**** INFORMATION GIVEN ****
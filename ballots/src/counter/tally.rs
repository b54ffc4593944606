use std::collections::HashMap;

use tokio::sync::Mutex;
use tracing::{debug, error, info, warn};

use crate::persistence::PollStore;

/// Pending votes per option.
pub type Counts = HashMap<String, u64>;

/// What a single flush cycle did.
#[derive(Debug, Clone, PartialEq, Eq)]
pub enum FlushOutcome {
    /// Nothing was pending, so the store was not touched.
    Idle,
    /// Every option was written and the tally is empty again.
    Flushed { options: usize, votes: u64 },
    /// Some options failed. The whole tally is kept for the next cycle,
    /// including the options that were written successfully.
    Retained { failed: Vec<String> },
}

/// The counter's only shared mutable state: votes received but not yet
/// written to storage.
///
/// `None` means nothing is pending, as opposed to a map whose counts
/// happen to be zero. Increments and whole flush cycles are serialized by
/// the same lock, so an increment waits for any flush in progress,
/// storage round-trips included.
#[derive(Debug, Default)]
pub struct Tally {
    counts: Mutex<Option<Counts>>,
}

impl Tally {
    pub fn new() -> Self {
        Default::default()
    }

    /// Count one vote for `option`.
    pub async fn increment(&self, option: &str) {
        let mut guard = self.counts.lock().await;
        *guard
            .get_or_insert_with(HashMap::new)
            .entry(option.to_owned())
            .or_default() += 1;
    }

    /// A copy of the pending counts.
    pub async fn snapshot(&self) -> Option<Counts> {
        self.counts.lock().await.clone()
    }

    /// Total votes pending.
    pub async fn pending(&self) -> u64 {
        self.counts
            .lock()
            .await
            .as_ref()
            .map(|c| c.values().sum())
            .unwrap_or(0)
    }

    /// Run one flush cycle: add every pending count to `store`, one option
    /// at a time, and clear the tally only if all of them succeeded.
    ///
    /// A failed option never stops the others being written. Because the
    /// tally is only cleared as a whole, the options which did succeed are
    /// written again on the next cycle alongside the failed ones. The store
    /// applies `+count` each time, so those votes are counted twice.
    pub async fn flush<S: PollStore + ?Sized>(&self, store: &S) -> FlushOutcome {
        let mut guard = self.counts.lock().await;
        let counts = match guard.as_ref() {
            Some(counts) if !counts.is_empty() => counts,
            _ => {
                debug!("No new votes, skipping the store");
                return FlushOutcome::Idle;
            }
        };

        info!(options = counts.len(), "Updating poll results");
        let mut failed = Vec::new();
        for (option, &count) in counts {
            match store.increment(option, count).await {
                Ok(polls) => debug!(option = %option, count, polls, "Updated poll results"),
                Err(e) => {
                    error!(option = %option, count, "Failed to update poll results: {}", e);
                    failed.push(option.clone());
                }
            }
        }

        if failed.is_empty() {
            let outcome = FlushOutcome::Flushed {
                options: counts.len(),
                votes: counts.values().sum(),
            };
            *guard = None;
            info!("Poll results updated");
            outcome
        } else {
            warn!(
                failed = failed.len(),
                "Keeping the tally for the next cycle"
            );
            FlushOutcome::Retained { failed }
        }
    }
}

#[cfg(test)]
mod tests {
    use std::sync::Arc;

    use super::*;
    use crate::persistence::mock::{Increment, MockPollStore};

    #[tokio::test]
    async fn n_increments_flush_as_n() {
        let tally = Tally::new();
        let store = MockPollStore::new();
        for _ in 0..25 {
            tally.increment("yes").await;
        }
        assert_eq!(tally.pending().await, 25);
        assert_eq!(
            tally.flush(&store).await,
            FlushOutcome::Flushed {
                options: 1,
                votes: 25
            }
        );
        assert_eq!(store.take_calls().await, vec![Increment::new("yes", 25)]);
        assert_eq!(tally.snapshot().await, None);
    }

    #[tokio::test]
    async fn empty_tally_skips_the_store() {
        let tally = Tally::new();
        let store = MockPollStore::new();
        assert_eq!(tally.flush(&store).await, FlushOutcome::Idle);
        assert!(store.calls().await.is_empty());
    }

    #[tokio::test]
    async fn options_are_case_sensitive() {
        let tally = Tally::new();
        tally.increment("Yes").await;
        tally.increment("yes").await;
        let counts = tally.snapshot().await.unwrap();
        assert_eq!(counts["Yes"], 1);
        assert_eq!(counts["yes"], 1);
    }

    #[tokio::test]
    async fn flush_applies_each_option_and_clears() {
        let tally = Tally::new();
        let store = MockPollStore::new();
        let poll = store.add_poll(&["yes", "no"]).await;
        for vote in ["yes", "no", "yes"] {
            tally.increment(vote).await;
        }
        tally.flush(&store).await;
        assert_eq!(
            store.take_calls().await,
            vec![Increment::new("no", 1), Increment::new("yes", 2)]
        );
        assert_eq!(tally.snapshot().await, None);
        assert_eq!(store.results(poll).await["yes"], 2);
        assert_eq!(store.results(poll).await["no"], 1);
        // the next cycle has nothing to do
        assert_eq!(tally.flush(&store).await, FlushOutcome::Idle);
    }

    #[tokio::test]
    async fn partial_failure_resubmits_the_whole_tally() {
        let tally = Tally::new();
        let store = MockPollStore::new();
        let poll = store.add_poll(&["yes", "no"]).await;
        for vote in ["yes", "no", "yes"] {
            tally.increment(vote).await;
        }

        store.fail("no").await;
        assert_eq!(
            tally.flush(&store).await,
            FlushOutcome::Retained {
                failed: vec!["no".to_owned()]
            }
        );
        assert_eq!(
            store.take_calls().await,
            vec![Increment::new("no", 1), Increment::new("yes", 2)]
        );
        let counts = tally.snapshot().await.unwrap();
        assert_eq!(counts["yes"], 2);
        assert_eq!(counts["no"], 1);

        // no new votes: "yes" is written a second time
        store.recover("no").await;
        tally.flush(&store).await;
        assert_eq!(
            store.take_calls().await,
            vec![Increment::new("no", 1), Increment::new("yes", 2)]
        );
        assert_eq!(store.results(poll).await["yes"], 4);
        assert_eq!(store.results(poll).await["no"], 1);
        assert_eq!(tally.snapshot().await, None);
    }

    #[tokio::test]
    async fn failed_option_keeps_interim_votes() {
        let tally = Tally::new();
        let store = MockPollStore::new();
        tally.increment("no").await;
        tally.increment("no").await;
        store.fail("no").await;
        tally.flush(&store).await;

        tally.increment("no").await;
        store.recover("no").await;
        store.take_calls().await;
        tally.flush(&store).await;
        assert_eq!(store.take_calls().await, vec![Increment::new("no", 3)]);
    }

    #[tokio::test(flavor = "multi_thread", worker_threads = 4)]
    async fn concurrent_increments_are_not_lost() {
        const HANDLERS: usize = 16;
        const TIMES: u64 = 500;
        let tally = Arc::new(Tally::new());
        let handles: Vec<_> = (0..HANDLERS)
            .map(|k| {
                let tally = Arc::clone(&tally);
                tokio::spawn(async move {
                    // half share an option, half have their own
                    let option = if k % 2 == 0 {
                        "shared".to_owned()
                    } else {
                        format!("own-{k}")
                    };
                    for _ in 0..TIMES {
                        tally.increment(&option).await;
                    }
                })
            })
            .collect();
        for handle in handles {
            handle.await.unwrap();
        }

        let counts = tally.snapshot().await.unwrap();
        assert_eq!(counts["shared"], TIMES * (HANDLERS as u64 / 2));
        assert_eq!(counts["own-1"], TIMES);
        assert_eq!(tally.pending().await, TIMES * HANDLERS as u64);
    }

    #[tokio::test(flavor = "multi_thread", worker_threads = 4)]
    async fn increments_during_flush_land_in_the_next_cycle() {
        let tally = Arc::new(Tally::new());
        let store = Arc::new(MockPollStore::new());
        for _ in 0..10 {
            tally.increment("yes").await;
        }
        let writers: Vec<_> = (0..4)
            .map(|_| {
                let tally = Arc::clone(&tally);
                tokio::spawn(async move {
                    for _ in 0..50 {
                        tally.increment("yes").await;
                        tokio::task::yield_now().await;
                    }
                })
            })
            .collect();
        let mut flushed = 0;
        for _ in 0..20 {
            if let FlushOutcome::Flushed { votes, .. } = tally.flush(store.as_ref()).await {
                flushed += votes;
            }
            tokio::task::yield_now().await;
        }
        for writer in writers {
            writer.await.unwrap();
        }
        if let FlushOutcome::Flushed { votes, .. } = tally.flush(store.as_ref()).await {
            flushed += votes;
        }
        // every vote is written exactly once when no cycle fails
        assert_eq!(flushed, 10 + 4 * 50);
    }
}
****
(EXERCISE INSTRUCTIONS):
Transcribe the lines from the first line of the records through the line that contains "#[derive(Debug, Clone, PartialEq, Eq)]", both included, and add nothing else.

(WRITTEN SOLUTION):
filename ballots/src/counter/tally.rs
repository b54ffc4593944606
use std::collections::HashMap;

use tokio::sync::Mutex;
use tracing::{debug, error, info, warn};

use crate::persistence::PollStore;

/// Pending votes per option.
pub type Counts = HashMap<String, u64>;

/// What a single flush cycle did.
#[derive(Debug, Clone, PartialEq, Eq)]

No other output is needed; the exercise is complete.